use super::{Bitmap, DEFAULT_WINDOW_SIZE, MAX_WINDOW_SIZE, MIN_WINDOW_SIZE};
use crate::error::{Error, Result};

pub(crate) const MAX_SRTCP_INDEX: u32 = (1 << 31) - 1;

/// Sender-side 31-bit monotonic SRTCP index counter, plus receiver-side
/// bitmap-window replay check over that same 31-bit field (spec.md §4.2,
/// "Replay counter (RTCP)"). A single stream uses the sender half if its
/// direction is outbound and the receiver half if inbound; both halves
/// exist on every stream since direction may only be inferred later.
#[derive(Debug, Clone)]
pub(crate) struct RtcpReplayWindow {
    next_index: u32,
    highest: u32,
    initialized: bool,
    bitmap: Bitmap,
    window_size: usize,
}

impl RtcpReplayWindow {
    pub fn new(window_size: usize) -> Result<Self> {
        let window_size = if window_size == 0 {
            DEFAULT_WINDOW_SIZE
        } else {
            window_size
        };
        if !(MIN_WINDOW_SIZE..=MAX_WINDOW_SIZE).contains(&window_size) {
            return Err(Error::BadParam("RTCP replay window size out of range"));
        }
        Ok(RtcpReplayWindow {
            next_index: 0,
            highest: 0,
            initialized: false,
            bitmap: Bitmap::new(window_size),
            window_size,
        })
    }

    /// Sender side: advance the 31-bit index, failing once it would wrap.
    pub fn increment(&mut self) -> Result<u32> {
        if self.next_index > MAX_SRTCP_INDEX {
            return Err(Error::IndexLimit);
        }
        let idx = self.next_index;
        self.next_index += 1;
        Ok(idx)
    }

    /// Receiver side: check `idx` against the window without recording it.
    pub fn check(&self, idx: u32) -> Result<()> {
        if !self.initialized {
            return Ok(());
        }
        let delta = idx as i64 - self.highest as i64;
        if delta > 0 {
            return Ok(());
        }
        if delta <= -(self.window_size as i64) {
            return Err(Error::ReplayOld);
        }
        if self.bitmap.get((-delta) as usize) {
            return Err(Error::ReplayFail);
        }
        Ok(())
    }

    /// Test-only hook to reach the 2^31 - 1 boundary without looping that
    /// many times (spec.md §8 scenario 6).
    #[cfg(test)]
    pub(crate) fn set_next_index_for_test(&mut self, idx: u32) {
        self.next_index = idx;
    }

    /// Receiver side: record `idx` as seen, after authentication succeeds.
    pub fn add_index(&mut self, idx: u32) {
        let delta = idx as i64 - self.highest as i64;
        if delta > 0 {
            self.bitmap.advance(delta as u64);
            self.highest = idx;
        } else {
            self.bitmap.set((-delta) as usize);
        }
        self.initialized = true;
    }
}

◆ ◆ ◆ ◆ ◆

What is required ▸ Taking the records above, retype every line from the one with "pub(crate) const MAX_SRTCP_INDEX: u32" down to the one with "half if its", exactly and with nothing else.

Task response ▸
pub(crate) const MAX_SRTCP_INDEX: u32 = (1 << 31) - 1;

/// Sender-side 31-bit monotonic SRTCP index counter, plus receiver-side
/// bitmap-window replay check over that same 31-bit field (spec.md §4.2,
/// "Replay counter (RTCP)"). A single stream uses the sender half if its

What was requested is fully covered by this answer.